State v. Hartfield

Decision Date04 March 1981
Citation624 P.2d 588,290 Or. 583
PartiesSTATE of Oregon, Plaintiff-Respondent, v. Charles Eugene HARTFIELD, Defendant-Petitioner. CA 14132; SC 27019. . *
CourtOregon Supreme Court

Judy Danelle Snyder, Portland, argued the cause and filed the briefs for defendant-petitioner.

Thomas Denney, Asst. Atty. Gen., Salem, argued the cause for plaintiff-respondent. On the brief were James A. Redden, Atty. Gen., Walter L. Barrie, Sol. Gen., and Christian W. Van Dyke, Asst. Atty. Gen., Salem.

LENT, Justice.

There are two issues. The first is whether, after a witness has testified on direct examination by the state, the defendant is entitled to hear an existing tape recording of that witness's testimony given in the grand jury proceedings that led to the return of the indictment upon which trial is held. We hold the defendant is so entitled. The second issue is whether one may be found guilty of the crime of burglary when, outside of business hours, he enters a retail store intending to commit arson of the store owner's property, but the entry was invited by the manager of the store, to whom the owner had entrusted regulation of entry to the premises. We hold that one may be found guilty.

FACTS

On May 11, 1978, fire engulfed a Kinney Shoe Store in North Portland. Investigation led to one Richard Losh who had been hospitalized shortly after the fire for burns to his arms and upper body. Losh later negotiated a guilty plea to second degree arson, testified before the grand jury leading to the indictment of defendant, and subsequently testified as the state's chief witness at defendant's trial.

Prior to commencement of the trial defendant attempted to depose Losh, but Losh declined. Defendant also sought disclosure of the grand jury testimony of Losh and production of the prosecutor's records of the investigation of the fire. The prosecutor supplied certain records, but omitted written reports by investigators of conversations and interviews with Losh and refused to disclose tape recordings of Losh's grand jury testimony.

At trial Losh testified that he and defendant gained entry to the Kinney Shoe Store by means of a key given to defendant by the store manager for the purpose of setting fire to the business to destroy inventory and records prior to an upcoming audit. Losh related that he had used money given to him by defendant to purchase gas cans and gasoline which served as the incinerant to start the fire, that he and defendant had set the fire and that he received $200 for his participation in the arson.

The trial judge, after Losh had testified, ordered disclosure of the written reports of investigatorial interviews with Losh and gave defendant the weekend to peruse the reports and prepare for cross examination but refused defendant's request for production of the tapes of Losh's testimony before the grand jury.

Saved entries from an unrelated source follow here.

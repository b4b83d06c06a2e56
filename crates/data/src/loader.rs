//! CSV loading and normalization.
//!
//! Headers are trimmed and lowercased, then resolved against the alias lists
//! in [`ColumnConfig`]. Cells are coerced to typed values; anything that fails
//! to parse becomes `None` and is counted, never dropped and never fatal.

use chrono::{DateTime, NaiveDate, NaiveDateTime};
use csv::StringRecord;
use rust_decimal::Decimal;
use sentiment_desk_core::{Classification, ColumnConfig, Side};
use std::collections::BTreeMap;
use std::path::{Path, PathBuf};
use std::str::FromStr;

use crate::error::DataError;
use crate::models::{Column, ColumnSet, SentimentRecord, SentimentTable, TradeRecord, TradeTable};

/// Row and coercion counts for one loaded file.
#[derive(Debug, Clone, Default, PartialEq)]
pub struct LoadReport {
    pub source: PathBuf,
    /// Data rows read from the file
    pub rows_read: usize,
    /// Rows that could not be kept at all (sentiment rows without a date)
    pub rows_dropped: usize,
    /// Cells that were present but failed to parse, by column
    pub unparseable: BTreeMap<Column, usize>,
}

impl LoadReport {
    fn new(source: &Path) -> Self {
        Self {
            source: source.to_path_buf(),
            ..Self::default()
        }
    }

    fn count_unparseable(&mut self, column: Column) {
        *self.unparseable.entry(column).or_insert(0) += 1;
    }

    #[must_use]
    pub fn rows_kept(&self) -> usize {
        self.rows_read - self.rows_dropped
    }

    /// Formats a one-line summary for logs.
    #[must_use]
    pub fn summary(&self) -> String {
        let mut s = format!(
            "{}: read {}, kept {}",
            self.source.display(),
            self.rows_read,
            self.rows_kept()
        );
        for (column, count) in &self.unparseable {
            s.push_str(&format!(", {count} unparseable {column}"));
        }
        s
    }
}

/// Trims and lowercases a header cell.
#[must_use]
pub fn normalize_header(raw: &str) -> String {
    raw.trim().trim_start_matches('\u{feff}').trim().to_lowercase()
}

/// Finds the first alias present among normalized headers.
fn resolve(headers: &[String], aliases: &[String]) -> Option<usize> {
    aliases
        .iter()
        .find_map(|alias| headers.iter().position(|h| h == alias))
}

fn is_blank(raw: &str) -> bool {
    let t = raw.trim();
    t.is_empty() || t.eq_ignore_ascii_case("nan") || t.eq_ignore_ascii_case("null")
}

/// Parses a decimal, accepting plain and scientific notation. Magnitudes
/// outside the decimal range (about 7.9e28) do not parse.
#[must_use]
pub fn parse_decimal(raw: &str) -> Option<Decimal> {
    let t = raw.trim();
    Decimal::from_str(t)
        .or_else(|_| Decimal::from_scientific(t))
        .ok()
}

#[must_use]
pub fn parse_f64(raw: &str) -> Option<f64> {
    raw.trim().parse::<f64>().ok().filter(|v| v.is_finite())
}

/// Parses a timestamp using RFC 3339, the configured formats, date-only
/// formats, or epoch seconds/milliseconds, in that order.
#[must_use]
pub fn parse_timestamp(raw: &str, formats: &[String], date_formats: &[String]) -> Option<NaiveDateTime> {
    let t = raw.trim();

    if let Ok(dt) = DateTime::parse_from_rfc3339(t) {
        return Some(dt.naive_local());
    }

    for format in formats {
        if let Ok(dt) = NaiveDateTime::parse_from_str(t, format) {
            return Some(dt);
        }
    }

    for format in date_formats {
        if let Ok(d) = NaiveDate::parse_from_str(t, format) {
            return d.and_hms_opt(0, 0, 0);
        }
    }

    let epoch = t.parse::<f64>().ok().filter(|v| v.is_finite() && *v > 0.0)?;
    #[allow(clippy::cast_possible_truncation)]
    let dt = if epoch >= 1e11 {
        DateTime::from_timestamp_millis(epoch as i64)
    } else {
        DateTime::from_timestamp(epoch as i64, 0)
    };
    dt.map(|d| d.naive_utc())
}

/// Parses a calendar date, falling back to a full timestamp.
#[must_use]
pub fn parse_date(raw: &str, date_formats: &[String], timestamp_formats: &[String]) -> Option<NaiveDate> {
    let t = raw.trim();
    date_formats
        .iter()
        .find_map(|format| NaiveDate::parse_from_str(t, format).ok())
        .or_else(|| parse_timestamp(t, timestamp_formats, &[]).map(|dt| dt.date()))
}

/// Reads a cell, distinguishing "column absent", "blank" and "present".
fn cell<'r>(record: &'r StringRecord, index: Option<usize>) -> Option<&'r str> {
    index
        .and_then(|i| record.get(i))
        .filter(|raw| !is_blank(raw))
}

fn text(record: &StringRecord, index: Option<usize>) -> Option<String> {
    cell(record, index).map(|raw| raw.trim().to_string())
}

/// Loads the trade and sentiment files described by a [`ColumnConfig`].
#[derive(Debug, Clone)]
pub struct Loader {
    columns: ColumnConfig,
}

impl Loader {
    #[must_use]
    pub fn new(columns: ColumnConfig) -> Self {
        Self { columns }
    }

    fn open(path: &Path, kind: &'static str) -> Result<(csv::Reader<std::fs::File>, Vec<String>), DataError> {
        if !path.is_file() {
            return Err(DataError::MissingInput {
                kind,
                path: path.to_path_buf(),
            });
        }

        let mut reader = csv::ReaderBuilder::new()
            .flexible(true)
            .from_path(path)
            .map_err(|e| DataError::csv(path, e))?;

        let headers = reader
            .headers()
            .map_err(|e| DataError::csv(path, e))?
            .iter()
            .map(normalize_header)
            .collect();

        Ok((reader, headers))
    }

    /// Loads the trade history.
    ///
    /// # Errors
    /// Returns `DataError::MissingInput` if the file does not exist, or a CSV
    /// error if the file is not readable as CSV.
    pub fn load_trades(&self, path: &Path) -> Result<(TradeTable, LoadReport), DataError> {
        let (mut reader, headers) = Self::open(path, "trade")?;
        let cfg = &self.columns;

        let pnl = resolve(&headers, &cfg.pnl);
        let timestamp = resolve(&headers, &cfg.timestamp);
        let side = resolve(&headers, &cfg.side);
        let price = resolve(&headers, &cfg.execution_price);
        let size = resolve(&headers, &cfg.size);
        let account = resolve(&headers, &cfg.account);
        let coin = resolve(&headers, &cfg.coin);

        let columns: ColumnSet = [
            (pnl, Column::ClosedPnl),
            (timestamp, Column::Timestamp),
            (side, Column::Side),
            (price, Column::ExecutionPrice),
            (size, Column::Size),
            (account, Column::Account),
            (coin, Column::Coin),
        ]
        .into_iter()
        .filter_map(|(index, column)| index.map(|_| column))
        .collect();

        for (index, column) in [(pnl, Column::ClosedPnl), (timestamp, Column::Timestamp), (side, Column::Side)] {
            if index.is_none() {
                tracing::warn!("{}: no {} column, dependent sections will be skipped", path.display(), column);
            }
        }

        let mut report = LoadReport::new(path);
        let mut records = Vec::new();

        for (i, result) in reader.records().enumerate() {
            let record = result.map_err(|e| DataError::csv(path, e))?;
            report.rows_read += 1;

            let mut trade = TradeRecord {
                source_row: i + 1,
                ..TradeRecord::default()
            };

            if let Some(raw) = cell(&record, timestamp) {
                trade.timestamp = parse_timestamp(raw, &cfg.timestamp_formats, &cfg.date_formats);
                if trade.timestamp.is_none() {
                    report.count_unparseable(Column::Timestamp);
                }
            }
            trade.date = trade.timestamp.map(|ts| ts.date());

            if let Some(raw) = cell(&record, pnl) {
                trade.closed_pnl = parse_decimal(raw);
                if trade.closed_pnl.is_none() {
                    report.count_unparseable(Column::ClosedPnl);
                }
            }
            if let Some(raw) = cell(&record, price) {
                trade.execution_price = parse_decimal(raw);
                if trade.execution_price.is_none() {
                    report.count_unparseable(Column::ExecutionPrice);
                }
            }
            if let Some(raw) = cell(&record, size) {
                trade.size = parse_decimal(raw);
                if trade.size.is_none() {
                    report.count_unparseable(Column::Size);
                }
            }

            trade.side = cell(&record, side).and_then(Side::parse_label);
            trade.account = text(&record, account);
            trade.coin = text(&record, coin);

            records.push(trade);
        }

        tracing::info!("Loaded trades {}", report.summary());
        Ok((TradeTable::new(records, columns), report))
    }

    /// Loads the sentiment index.
    ///
    /// A file without a date column yields an empty table whose classification
    /// and value columns are marked absent, since nothing in it can be joined.
    ///
    /// # Errors
    /// Returns `DataError::MissingInput` if the file does not exist, or a CSV
    /// error if the file is not readable as CSV.
    pub fn load_sentiment(&self, path: &Path) -> Result<(SentimentTable, LoadReport), DataError> {
        let (mut reader, headers) = Self::open(path, "sentiment")?;
        let cfg = &self.columns;

        let date = resolve(&headers, &cfg.sentiment_date);
        let classification = resolve(&headers, &cfg.classification);
        let value = resolve(&headers, &cfg.value);

        let mut report = LoadReport::new(path);

        let Some(date) = date else {
            tracing::warn!("{}: no date column, sentiment cannot be joined", path.display());
            report.rows_read = reader.records().count();
            report.rows_dropped = report.rows_read;
            return Ok((SentimentTable::default(), report));
        };

        let mut columns = ColumnSet::new();
        if classification.is_some() {
            columns.insert(Column::Classification);
        }
        if value.is_some() {
            columns.insert(Column::Value);
        }

        let mut records = Vec::new();
        for result in reader.records() {
            let record = result.map_err(|e| DataError::csv(path, e))?;
            report.rows_read += 1;

            let Some(day) = cell(&record, Some(date))
                .and_then(|raw| parse_date(raw, &cfg.date_formats, &cfg.timestamp_formats))
            else {
                report.rows_dropped += 1;
                continue;
            };

            let parsed_value = cell(&record, value).and_then(|raw| {
                let parsed = parse_f64(raw);
                if parsed.is_none() {
                    report.count_unparseable(Column::Value);
                }
                parsed
            });

            records.push(SentimentRecord {
                date: day,
                classification: cell(&record, classification).and_then(Classification::parse_label),
                value: parsed_value,
            });
        }

        if report.rows_dropped > 0 {
            tracing::warn!(
                "{}: dropped {} sentiment rows without a parseable date",
                path.display(),
                report.rows_dropped
            );
        }
        tracing::info!("Loaded sentiment {}", report.summary());
        Ok((SentimentTable::new(records, columns), report))
    }
}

Defendant was convicted of arson in the first degree, arson in the second degree and burglary in the second degree. 1 The Court of Appeals affirmed the convictions. State v. Hartfield, 45 Or.App. 639, 609 P.2d 390 (1980).

I. Production of Grand Jury Tapes

The state contends that the trial court did not err in refusing to permit inspection of the tape of Losh's testimony. The argument made in support of that contention rests upon ORS 135.855(1)(c), which provides:

"(1) The following material and information shall not be subject to discovery under ORS 135.805 to 135.873:

" * * *.

"(c) Transcripts, recordings, or memoranda of testimony of witnesses before the grand jury, except transcripts or recordings of statements made by the defendant."

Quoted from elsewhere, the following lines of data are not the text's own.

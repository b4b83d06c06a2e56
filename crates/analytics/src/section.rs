use serde::Serialize;

/// A report section that either has data or says why it has none.
#[derive(Debug, Clone, PartialEq, Serialize)]
#[serde(tag = "status", content = "data", rename_all = "snake_case")]
pub enum Section<T> {
    Available(T),
    Unavailable(String),
}

impl<T> Section<T> {
    pub fn unavailable(reason: impl Into<String>) -> Self {
        Section::Unavailable(reason.into())
    }

    #[must_use]
    pub fn is_available(&self) -> bool {
        matches!(self, Section::Available(_))
    }

    #[must_use]
    pub fn reason(&self) -> Option<&str> {
        match self {
            Section::Available(_) => None,
            Section::Unavailable(reason) => Some(reason),
        }
    }
}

The state claims that this statute reflects a long established policy that maintains the secrecy of grand jury proceedings and cites State ex rel. Johnson v. Roth, 276 Or. 883, 557 P.2d 230 (1976), as authority for that claim. In a sense, Roth may be read as so describing ORS 135.855(1)(c), but we believe a closer analysis reveals the true place of ORS 135.855(1)(c) in the statutory scheme.

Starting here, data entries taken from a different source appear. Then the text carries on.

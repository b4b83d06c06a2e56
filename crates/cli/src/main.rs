use clap::{Parser, Subcommand};

mod commands;

use commands::{ExportArgs, ReportArgs, TrainArgs, WatchArgs};

#[derive(Parser)]
#[command(name = "sentiment-desk")]
#[command(about = "Trader performance vs market sentiment analytics", long_about = None)]
struct Cli {
    #[command(subcommand)]
    command: Commands,
}

#[derive(Subcommand)]
enum Commands {
    /// Print KPIs, sentiment breakdowns, classifier evaluation and recommendations
    Report(ReportArgs),
    /// Train and evaluate the profitability classifier only
    Train(TrainArgs),
    /// Write the merged, feature-enriched table to CSV
    Export(ExportArgs),
    /// Re-run the report whenever an input file changes
    Watch(WatchArgs),
}

fn main() -> anyhow::Result<()> {
    let cli = Cli::parse();

    // Logs go to stderr so stdout carries only the report.
    tracing_subscriber::fmt()
        .with_env_filter(
            tracing_subscriber::EnvFilter::try_from_default_env()
                .unwrap_or_else(|_| tracing_subscriber::EnvFilter::new("info")),
        )
        .with_writer(std::io::stderr)
        .init();

    match cli.command {
        Commands::Report(args) => commands::run_report(args)?,
        Commands::Train(args) => commands::run_train(args)?,
        Commands::Export(args) => commands::run_export(args)?,
        Commands::Watch(args) => commands::run_watch(args)?,
    }

    Ok(())
}
//! Classifier section only.

use anyhow::{Context, Result};
use clap::Args;
use sentiment_desk_analytics::{Pipeline, ReportFormatter};

use super::input::{InputArgs, OutputFormat};

#[derive(Args, Debug, Clone)]
pub struct TrainArgs {
    #[command(flatten)]
    pub input: InputArgs,
}

/// Runs the train command.
///
/// An unavailable classifier is reported, not treated as a failure.
///
/// # Errors
/// Returns an error if the configuration or an input file cannot be loaded.
pub fn run_train(args: TrainArgs) -> Result<()> {
    let config = args.input.load_config()?;
    let filter = args.input.filter_spec()?;
    let mut pipeline = Pipeline::new(config);

    let section = pipeline
        .classifier(&filter)
        .context("Failed to load input data")?;
    if let Some(reason) = section.reason() {
        tracing::warn!("Classifier unavailable: {}", reason);
    }

    match args.input.format {
        OutputFormat::Text => println!("{}", ReportFormatter::format_classifier(&section)),
        OutputFormat::Json => println!(
            "{}",
            serde_json::to_string_pretty(&section).context("Failed to serialize model")?
        ),
    }
    Ok(())
}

In Roth this court noted the existence of a policy long established by the courts to maintain the secrecy of grand jury proceedings. We further noted that the statutes seek to preserve that policy and cited ORS 132.060, 132.210 and 132.220. ORS 132.060 prescribes the form of oath to be administered to the members of the grand jury, and the oath provides, in part, "that you will keep secret the proceedings before you." ORS 132.210 provides:

"A grand juror cannot be questioned for anything he says or any vote he gives, while acting as such, relative to any matter legally pending before the grand jury, except for a perjury or false swearing of which he may have been guilty in giving testimony before such jury."

ORS 132.220 provides:

"A member of a grand jury may be required by any court to disclose:

"(1) The testimony of a witness examined before the grand jury, for the purpose of ascertaining whether it is consistent with that given by the witness before the court.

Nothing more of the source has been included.